Overall, the book does not have much to say that was not said in the magazine article. P. Chrzanowski  |  2 reviewers made a similar statement
Most Helpful Customer Reviews
67 of 71 people found the following review helpful
3.0 out of 5 stars Magazine Article Expanded into a Book April 4, 2011
Format:Hardcover
This book is an expanded version of an article of the same title that was published in the June, 2008 issue of The Atlantic Magazine. Overall, the book does not have much to say that was not said in the magazine article. It does digress at some length into autobiography- the author got caught up in the housing bubble and he and his wife bought more house than they could comfortably afford, and this also caused some strain in his marriage. It's included (I guess) so the reader understands how and why the author became an adjunct, but, it goes on at some length and doesn't seem necessary.

The author's thesis is that too many students go to college, driven by a job market that increasingly requires at least a 2-year degree in order to be considered for many types of employment.
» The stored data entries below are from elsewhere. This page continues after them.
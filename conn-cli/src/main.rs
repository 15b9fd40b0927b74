//! `conn` - open an interactive SSH shell on a server from a YAML directory
//!
//! Provides commands for connecting to a configured server, listing the
//! configured servers and generating shell completion scripts.

mod cli;
mod commands;
mod error;
mod util;

use std::path::Path;

use clap::Parser;
use cli::{Cli, Commands};
use conn_core::ServerDirectory;
use conn_core::tracing::init_tracing;

use crate::error::CliError;

fn main() {
    let Cli {
        config,
        verbose,
        quiet,
        log_file,
        command,
    } = Cli::parse();

    let env = std::env::var(util::LOG_ENV).ok();
    let log_config = util::tracing_config(verbose, quiet, log_file.as_deref(), env.as_deref());
    if let Err(e) = init_tracing(&log_config)
        && !quiet
    {
        eprintln!("Warning: {e}");
    }

    if let Err(e) = run(config.as_deref(), command) {
        if !quiet {
            eprintln!("Error: {e}");
        }
        std::process::exit(e.exit_code());
    }
}

fn run(config_path: Option<&Path>, command: Commands) -> Result<(), CliError> {
    let path = conn_core::default_config_path(config_path);
    tracing::debug!(path = %path.display(), "Using configuration file");

    let directory = ServerDirectory::load(&path)?;
    commands::dispatch(&directory, command)
}
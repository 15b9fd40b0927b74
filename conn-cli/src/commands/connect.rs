//! Connect command.

use std::time::Duration;

use conn_core::{
    ConnectOutcome, ProcessTerminal, ServerDirectory, SessionManager, SshConnector, TerminalPrompt,
};

use crate::error::CliError;

/// Grace period for the runtime after the session ends. The stdin pump is
/// parked in a blocking read that only returns on the next keystroke.
const RUNTIME_SHUTDOWN: Duration = Duration::from_millis(100);

/// Connect command handler
pub fn cmd_connect(directory: &ServerDirectory, name: &str) -> Result<(), CliError> {
    let runtime = tokio::runtime::Builder::new_current_thread()
        .enable_all()
        .build()?;

    let mut manager =
        SessionManager::new(SshConnector::new(), ProcessTerminal::new(), TerminalPrompt);
    let result = runtime.block_on(manager.connect(directory, name));
    runtime.shutdown_timeout(RUNTIME_SHUTDOWN);

    match result? {
        ConnectOutcome::NotFound => {
            tracing::debug!(server = %name, "Nothing to connect to");
            Ok(())
        }
        ConnectOutcome::Completed => Ok(()),
    }
}
//! Remote session lifecycle.
//!
//! [`SessionManager`] drives one interactive shell through the
//! [`Connector`] / [`Transport`] / [`SessionChannel`] seams;
//! [`SshConnector`] implements them over `russh`.

mod manager;
mod params;
mod ssh;
mod state;
mod transport;

pub use manager::{ConnectOutcome, SessionManager};
pub use params::{
    AuthParams, CONNECT_TIMEOUT, HostKeyPolicy, PtyRequest, TERM_TYPE, TERMINAL_SPEED, TerminalMode,
};
pub use ssh::{SshChannel, SshConnector, SshTransport};
pub use state::SessionState;
pub use transport::{Connector, ExitOutcome, LocalStreams, SessionChannel, Transport};
//! SSH transport over `russh`.

use std::future::Future;
use std::sync::Arc;

use async_trait::async_trait;
use russh::client::{self, AuthResult};
use russh::keys::{HashAlg, PublicKey};
use russh::{Channel, ChannelMsg, Disconnect, Pty};
use secrecy::ExposeSecret;
use tokio::io::{AsyncWrite, AsyncWriteExt};
use tracing::{Instrument, debug, info, warn};

use super::params::{AuthParams, HostKeyPolicy, PtyRequest, TerminalMode};
use super::transport::{Connector, ExitOutcome, LocalStreams, SessionChannel, Transport};
use crate::error::{SessionError, SessionResult};
use crate::tracing::span_names;

/// Connects with password authentication over SSH
#[derive(Debug, Clone, Copy, Default)]
pub struct SshConnector;

impl SshConnector {
    /// Creates a connector
    #[must_use]
    pub const fn new() -> Self {
        Self
    }

    async fn open(params: &AuthParams) -> SessionResult<SshTransport> {
        let config = Arc::new(client::Config {
            inactivity_timeout: None,
            ..Default::default()
        });
        let handler = HostKeyCheck {
            server: params.server.clone(),
            policy: params.host_key_policy,
        };

        debug!("Performing SSH handshake");
        let handle = client::connect(config, (params.address.as_str(), params.port), handler)
            .await
            .map_err(|e| SessionError::Connect {
                server: params.server.clone(),
                reason: e.to_string(),
            })?;
        let mut transport = SshTransport { handle };

        debug!(username = %params.username, "Authenticating via password");
        let auth = transport
            .handle
            .authenticate_password(params.username.as_str(), params.password.expose_secret())
            .await
            .map_err(|e| SessionError::Connect {
                server: params.server.clone(),
                reason: e.to_string(),
            })?;

        if !matches!(auth, AuthResult::Success) {
            if let Err(e) = transport.close().await {
                warn!(error = %e, "Failed to close transport");
            }
            return Err(SessionError::AuthenticationFailed {
                server: params.server.clone(),
                user: params.username.clone(),
            });
        }

        info!("Authenticated");
        Ok(transport)
    }
}

#[async_trait]
impl Connector for SshConnector {
    type Transport = SshTransport;

    async fn connect(&self, params: &AuthParams) -> SessionResult<SshTransport> {
        let span = tracing::info_span!(
            span_names::TRANSPORT_OPEN,
            server = %params.server,
            host = %params.address,
            port = params.port
        );

        match tokio::time::timeout(params.timeout, Self::open(params))
            .instrument(span)
            .await
        {
            Ok(result) => result,
            Err(_) => Err(SessionError::Timeout {
                server: params.server.clone(),
                secs: params.timeout.as_secs(),
            }),
        }
    }
}

/// Applies the [`HostKeyPolicy`] during the handshake
struct HostKeyCheck {
    server: String,
    policy: HostKeyPolicy,
}

impl client::Handler for HostKeyCheck {
    type Error = russh::Error;

    fn check_server_key(
        &mut self,
        server_public_key: &PublicKey,
    ) -> impl Future<Output = Result<bool, Self::Error>> + Send {
        let accepted = match self.policy {
            HostKeyPolicy::AcceptAny => {
                warn!(
                    server = %self.server,
                    fingerprint = %server_public_key.fingerprint(HashAlg::Sha256),
                    "Host key accepted without verification"
                );
                true
            }
        };
        async move { Ok(accepted) }
    }
}

/// Authenticated `russh` client connection
pub struct SshTransport {
    handle: client::Handle<HostKeyCheck>,
}

#[async_trait]
impl Transport for SshTransport {
    type Channel = SshChannel;

    async fn open_session(&mut self) -> SessionResult<SshChannel> {
        let channel = self
            .handle
            .channel_open_session()
            .await
            .map_err(|e| SessionError::Channel(e.to_string()))?;

        debug!("Session channel opened");
        Ok(SshChannel {
            channel,
            early: Vec::new(),
            remote_closed: false,
        })
    }

    async fn close(self) -> SessionResult<()> {
        self.handle
            .disconnect(Disconnect::ByApplication, "", "English")
            .await
            .map_err(|e| SessionError::Release {
                what: "transport",
                reason: e.to_string(),
            })
    }
}

impl std::fmt::Debug for SshTransport {
    fn fmt(&self, f: &mut std::fmt::Formatter<'_>) -> std::fmt::Result {
        f.debug_struct("SshTransport").finish_non_exhaustive()
    }
}

/// Session channel on an [`SshTransport`]
pub struct SshChannel {
    channel: Channel<client::Msg>,
    /// Stream messages that arrived while a request reply was awaited
    early: Vec<ChannelMsg>,
    remote_closed: bool,
}

impl SshChannel {
    async fn await_reply(&mut self) -> Result<(), String> {
        loop {
            match self.channel.wait().await {
                Some(ChannelMsg::Success) => return Ok(()),
                Some(ChannelMsg::Failure) => return Err("request refused by server".to_string()),
                Some(
                    msg @ (ChannelMsg::Data { .. }
                    | ChannelMsg::ExtendedData { .. }
                    | ChannelMsg::ExitStatus { .. }
                    | ChannelMsg::ExitSignal { .. }
                    | ChannelMsg::Eof
                    | ChannelMsg::Close),
                ) => self.early.push(msg),
                Some(_) => {}
                None => return Err("channel closed".to_string()),
            }
        }
    }

    async fn pump_output<O, E>(&mut self, stdout: &mut O, stderr: &mut E) -> SessionResult<ExitOutcome>
    where
        O: AsyncWrite + Unpin + ?Sized,
        E: AsyncWrite + Unpin + ?Sized,
    {
        let mut exit = None;

        for msg in std::mem::take(&mut self.early) {
            if forward(msg, stdout, stderr, &mut exit).await? {
                self.remote_closed = true;
                return Ok(exit.unwrap_or(ExitOutcome::Closed));
            }
        }

        while let Some(msg) = self.channel.wait().await {
            if forward(msg, stdout, stderr, &mut exit).await? {
                self.remote_closed = true;
                break;
            }
        }

        Ok(exit.unwrap_or(ExitOutcome::Closed))
    }
}

/// Routes one channel message. Returns true once the channel is closed.
async fn forward<O, E>(
    msg: ChannelMsg,
    stdout: &mut O,
    stderr: &mut E,
    exit: &mut Option<ExitOutcome>,
) -> SessionResult<bool>
where
    O: AsyncWrite + Unpin + ?Sized,
    E: AsyncWrite + Unpin + ?Sized,
{
    match msg {
        ChannelMsg::Data { data } => write_chunk(stdout, &data).await?,
        ChannelMsg::ExtendedData { data, ext: 1 } => write_chunk(stderr, &data).await?,
        ChannelMsg::ExtendedData { ext, .. } => debug!(ext, "Ignoring extended data"),
        ChannelMsg::ExitStatus { exit_status } => {
            debug!(exit_status, "Remote shell exited");
            *exit = Some(ExitOutcome::Exited(exit_status));
        }
        ChannelMsg::ExitSignal {
            signal_name,
            error_message,
            ..
        } => {
            debug!(signal = ?signal_name, "Remote shell killed by signal");
            *exit = Some(ExitOutcome::Signaled {
                signal: format!("{signal_name:?}"),
                message: error_message,
            });
        }
        ChannelMsg::Eof => debug!("Remote sent EOF"),
        ChannelMsg::Close => return Ok(true),
        _ => {}
    }
    Ok(false)
}

async fn write_chunk<W: AsyncWrite + Unpin + ?Sized>(out: &mut W, data: &[u8]) -> SessionResult<()> {
    out.write_all(data)
        .await
        .map_err(|e| SessionError::Relay(e.to_string()))?;
    out.flush()
        .await
        .map_err(|e| SessionError::Relay(e.to_string()))
}

const fn pty_mode(mode: TerminalMode) -> Pty {
    match mode {
        TerminalMode::Echo => Pty::ECHO,
        TerminalMode::InputSpeed => Pty::TTY_OP_ISPEED,
        TerminalMode::OutputSpeed => Pty::TTY_OP_OSPEED,
    }
}

#[async_trait]
impl SessionChannel for SshChannel {
    async fn request_pty(&mut self, request: &PtyRequest) -> SessionResult<()> {
        let modes: Vec<(Pty, u32)> = request
            .modes
            .iter()
            .map(|&(mode, value)| (pty_mode(mode), value))
            .collect();

        self.channel
            .request_pty(
                true,
                &request.term,
                u32::from(request.size.cols),
                u32::from(request.size.rows),
                0,
                0,
                &modes,
            )
            .await
            .map_err(|e| SessionError::PtyRequest(e.to_string()))?;

        self.await_reply().await.map_err(SessionError::PtyRequest)
    }

    async fn start_shell(&mut self) -> SessionResult<()> {
        self.channel
            .request_shell(true)
            .await
            .map_err(|e| SessionError::Shell(e.to_string()))?;

        self.await_reply().await.map_err(SessionError::Shell)
    }

    async fn relay(&mut self, streams: LocalStreams) -> SessionResult<ExitOutcome> {
        let LocalStreams {
            mut stdin,
            mut stdout,
            mut stderr,
        } = streams;

        let mut writer = Box::pin(self.channel.make_writer());
        let input = tokio::spawn(async move {
            let copied = tokio::io::copy(&mut stdin, &mut writer).await;
            let _ = writer.shutdown().await;
            copied
        });

        let outcome = self.pump_output(&mut stdout, &mut stderr).await;
        input.abort();
        outcome
    }

    async fn close(self) -> SessionResult<()> {
        if self.remote_closed {
            debug!("Channel already closed by remote");
            return Ok(());
        }

        self.channel.close().await.map_err(|e| SessionError::Release {
            what: "channel",
            reason: e.to_string(),
        })
    }
}

impl std::fmt::Debug for SshChannel {
    fn fmt(&self, f: &mut std::fmt::Formatter<'_>) -> std::fmt::Result {
        f.debug_struct("SshChannel")
            .field("early", &self.early.len())
            .field("remote_closed", &self.remote_closed)
            .finish_non_exhaustive()
    }
}
//! Configuration file path resolution

use std::path::{Path, PathBuf};

/// Directory name under `$HOME/.config`
pub const TOOL_DIR_NAME: &str = "conn";

/// File name of the server directory
pub const CONFIG_FILE_NAME: &str = "config.yaml";

/// Relative path used when no home directory is known
pub const FALLBACK_CONFIG_PATH: &str = "config/config.yaml";

/// Resolves the configuration file path.
///
/// Priority: explicit path > `<home>/.config/conn/config.yaml` >
/// [`FALLBACK_CONFIG_PATH`]. The home path is chosen whenever a home
/// directory is known, whether or not the file exists there.
#[must_use]
pub fn resolve_config_path(explicit: Option<&Path>, home: Option<PathBuf>) -> PathBuf {
    if let Some(path) = explicit {
        return path.to_path_buf();
    }

    match home {
        Some(home) if !home.as_os_str().is_empty() => home
            .join(".config")
            .join(TOOL_DIR_NAME)
            .join(CONFIG_FILE_NAME),
        _ => PathBuf::from(FALLBACK_CONFIG_PATH),
    }
}

/// Resolves the configuration file path against the current user's home
/// directory
#[must_use]
pub fn default_config_path(explicit: Option<&Path>) -> PathBuf {
    resolve_config_path(explicit, dirs::home_dir())
}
And, indeed, it is not obvious that an R.N. or a police officer needs to be able to discuss the works of Shakespeare of T.S. Eliot, or know how to correctly write and annotate a research paper.

But, people in these occupations (and many others) do need to be capable of clear, concise expository writing. Unfortunately, this is something many high school graduates cannot do. The author identifies the reasons: many adults are not readers; they just never read books unless they have to. And, the much of the public school education establishment has decided that "creative spelling" is acceptable, and teaching grammar is oppressive. And so, colleges at all levels now offer remedial courses in an attempt to teach incoming students what they should have learned in high school.

The author seems to believe that an inability to write is found only in "the basement of the ivory tower," but he is mistaken. I made extra money in college by helping other students edit their papers. There is a fine line here: helping to edit another's paper is legitimate, but actually ghostwriting the paper is not. Although I went to a school with very selective admissions, some of the papers I was asked to edit were little more than "word salads," made up of incomplete sentences (lacking subject or verb or both) and with no paragraph breaks. It wasn't just bad spelling and bad grammar-- it was more like trying to extract meaning from someone's barely literate stream-of-consciousness output.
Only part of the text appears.